__GIVEN ENTRIES__:
--------------------------------------------------
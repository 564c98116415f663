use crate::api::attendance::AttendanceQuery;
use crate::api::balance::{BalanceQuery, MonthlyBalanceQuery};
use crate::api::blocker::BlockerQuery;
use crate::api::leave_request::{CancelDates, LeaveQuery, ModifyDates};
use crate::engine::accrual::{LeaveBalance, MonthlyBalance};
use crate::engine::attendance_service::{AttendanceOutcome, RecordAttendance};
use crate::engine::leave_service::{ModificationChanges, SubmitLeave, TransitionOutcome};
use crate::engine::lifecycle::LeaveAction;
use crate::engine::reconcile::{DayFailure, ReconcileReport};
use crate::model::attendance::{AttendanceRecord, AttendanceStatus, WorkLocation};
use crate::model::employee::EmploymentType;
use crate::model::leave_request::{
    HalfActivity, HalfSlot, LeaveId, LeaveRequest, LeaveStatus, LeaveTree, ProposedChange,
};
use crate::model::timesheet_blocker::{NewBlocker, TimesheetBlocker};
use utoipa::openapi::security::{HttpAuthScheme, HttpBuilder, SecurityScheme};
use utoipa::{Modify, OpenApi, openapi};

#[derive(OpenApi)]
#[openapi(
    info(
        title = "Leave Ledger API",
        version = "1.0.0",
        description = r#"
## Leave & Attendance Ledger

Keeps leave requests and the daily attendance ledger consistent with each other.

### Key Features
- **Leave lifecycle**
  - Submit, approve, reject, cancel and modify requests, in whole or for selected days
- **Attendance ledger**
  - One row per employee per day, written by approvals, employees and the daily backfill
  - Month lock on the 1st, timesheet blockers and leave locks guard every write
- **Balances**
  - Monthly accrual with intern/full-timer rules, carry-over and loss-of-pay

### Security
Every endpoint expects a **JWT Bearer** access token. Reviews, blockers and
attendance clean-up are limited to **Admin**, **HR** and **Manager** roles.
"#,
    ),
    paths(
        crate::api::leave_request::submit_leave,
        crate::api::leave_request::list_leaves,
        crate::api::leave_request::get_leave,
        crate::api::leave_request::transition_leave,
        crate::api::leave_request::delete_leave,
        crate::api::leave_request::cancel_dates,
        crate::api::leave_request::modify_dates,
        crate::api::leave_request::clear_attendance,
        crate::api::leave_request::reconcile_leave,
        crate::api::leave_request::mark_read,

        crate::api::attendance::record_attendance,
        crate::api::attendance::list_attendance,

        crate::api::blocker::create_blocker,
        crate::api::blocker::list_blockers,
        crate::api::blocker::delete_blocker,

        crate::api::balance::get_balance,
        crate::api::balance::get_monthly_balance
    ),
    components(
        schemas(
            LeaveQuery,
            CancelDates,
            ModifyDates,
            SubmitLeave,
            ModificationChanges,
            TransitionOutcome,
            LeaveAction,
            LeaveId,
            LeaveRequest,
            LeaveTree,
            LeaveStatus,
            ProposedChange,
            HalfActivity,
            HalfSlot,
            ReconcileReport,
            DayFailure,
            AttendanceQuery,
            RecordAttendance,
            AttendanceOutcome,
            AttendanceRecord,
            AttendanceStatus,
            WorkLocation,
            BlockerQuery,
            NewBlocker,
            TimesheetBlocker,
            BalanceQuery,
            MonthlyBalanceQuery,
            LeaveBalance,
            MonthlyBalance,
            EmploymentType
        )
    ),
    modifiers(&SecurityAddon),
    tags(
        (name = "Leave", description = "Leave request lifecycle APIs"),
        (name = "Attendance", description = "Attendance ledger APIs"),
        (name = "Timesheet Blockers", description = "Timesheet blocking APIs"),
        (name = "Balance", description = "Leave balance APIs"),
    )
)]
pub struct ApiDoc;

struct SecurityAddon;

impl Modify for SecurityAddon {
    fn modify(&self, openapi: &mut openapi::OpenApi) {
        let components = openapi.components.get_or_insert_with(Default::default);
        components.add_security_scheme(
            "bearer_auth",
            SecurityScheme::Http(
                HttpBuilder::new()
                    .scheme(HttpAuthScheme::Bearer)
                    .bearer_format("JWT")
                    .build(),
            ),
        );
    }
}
--------------------------------------------------
__YOUR GOAL__:
Exactly as they appear above, the records are to be transcribed in full.

__SOLUTION FOR THIS EXERCISE__:
repository 564c98116415f663
use crate::api::attendance::AttendanceQuery;
use crate::api::balance::{BalanceQuery, MonthlyBalanceQuery};
use crate::api::blocker::BlockerQuery;
use crate::api::leave_request::{CancelDates, LeaveQuery, ModifyDates};
use crate::engine::accrual::{LeaveBalance, MonthlyBalance};
use crate::engine::attendance_service::{AttendanceOutcome, RecordAttendance};
use crate::engine::leave_service::{ModificationChanges, SubmitLeave, TransitionOutcome};
use crate::engine::lifecycle::LeaveAction;
use crate::engine::reconcile::{DayFailure, ReconcileReport};
use crate::model::attendance::{AttendanceRecord, AttendanceStatus, WorkLocation};
use crate::model::employee::EmploymentType;
use crate::model::leave_request::{
    HalfActivity, HalfSlot, LeaveId, LeaveRequest, LeaveStatus, LeaveTree, ProposedChange,
};
use crate::model::timesheet_blocker::{NewBlocker, TimesheetBlocker};
use utoipa::openapi::security::{HttpAuthScheme, HttpBuilder, SecurityScheme};
use utoipa::{Modify, OpenApi, openapi};

#[derive(OpenApi)]
#[openapi(
    info(
        title = "Leave Ledger API",
        version = "1.0.0",
        description = r#"
## Leave & Attendance Ledger

Keeps leave requests and the daily attendance ledger consistent with each other.

### Key Features
- **Leave lifecycle**
  - Submit, approve, reject, cancel and modify requests, in whole or for selected days
- **Attendance ledger**
  - One row per employee per day, written by approvals, employees and the daily backfill
  - Month lock on the 1st, timesheet blockers and leave locks guard every write
- **Balances**
  - Monthly accrual with intern/full-timer rules, carry-over and loss-of-pay

### Security
Every endpoint expects a **JWT Bearer** access token. Reviews, blockers and
attendance clean-up are limited to **Admin**, **HR** and **Manager** roles.
"#,
    ),
    paths(
        crate::api::leave_request::submit_leave,
        crate::api::leave_request::list_leaves,
        crate::api::leave_request::get_leave,
        crate::api::leave_request::transition_leave,
        crate::api::leave_request::delete_leave,
        crate::api::leave_request::cancel_dates,
        crate::api::leave_request::modify_dates,
        crate::api::leave_request::clear_attendance,
        crate::api::leave_request::reconcile_leave,
        crate::api::leave_request::mark_read,

        crate::api::attendance::record_attendance,
        crate::api::attendance::list_attendance,

        crate::api::blocker::create_blocker,
        crate::api::blocker::list_blockers,
        crate::api::blocker::delete_blocker,

        crate::api::balance::get_balance,
        crate::api::balance::get_monthly_balance
    ),
    components(
        schemas(
            LeaveQuery,
            CancelDates,
            ModifyDates,
            SubmitLeave,
            ModificationChanges,
            TransitionOutcome,
            LeaveAction,
            LeaveId,
            LeaveRequest,
            LeaveTree,
            LeaveStatus,
            ProposedChange,
            HalfActivity,
            HalfSlot,
            ReconcileReport,
            DayFailure,
            AttendanceQuery,
            RecordAttendance,
            AttendanceOutcome,
            AttendanceRecord,
            AttendanceStatus,
            WorkLocation,
            BlockerQuery,
            NewBlocker,
            TimesheetBlocker,
            BalanceQuery,
            MonthlyBalanceQuery,
            LeaveBalance,
            MonthlyBalance,
            EmploymentType
        )
    ),
    modifiers(&SecurityAddon),
    tags(
        (name = "Leave", description = "Leave request lifecycle APIs"),
        (name = "Attendance", description = "Attendance ledger APIs"),
        (name = "Timesheet Blockers", description = "Timesheet blocking APIs"),
        (name = "Balance", description = "Leave balance APIs"),
    )
)]
pub struct ApiDoc;

struct SecurityAddon;

impl Modify for SecurityAddon {
    fn modify(&self, openapi: &mut openapi::OpenApi) {
        let components = openapi.components.get_or_insert_with(Default::default);
        components.add_security_scheme(
            "bearer_auth",
            SecurityScheme::Http(
                HttpBuilder::new()
                    .scheme(HttpAuthScheme::Bearer)
                    .bearer_format("JWT")
                    .build(),
            ),
        );
    }
}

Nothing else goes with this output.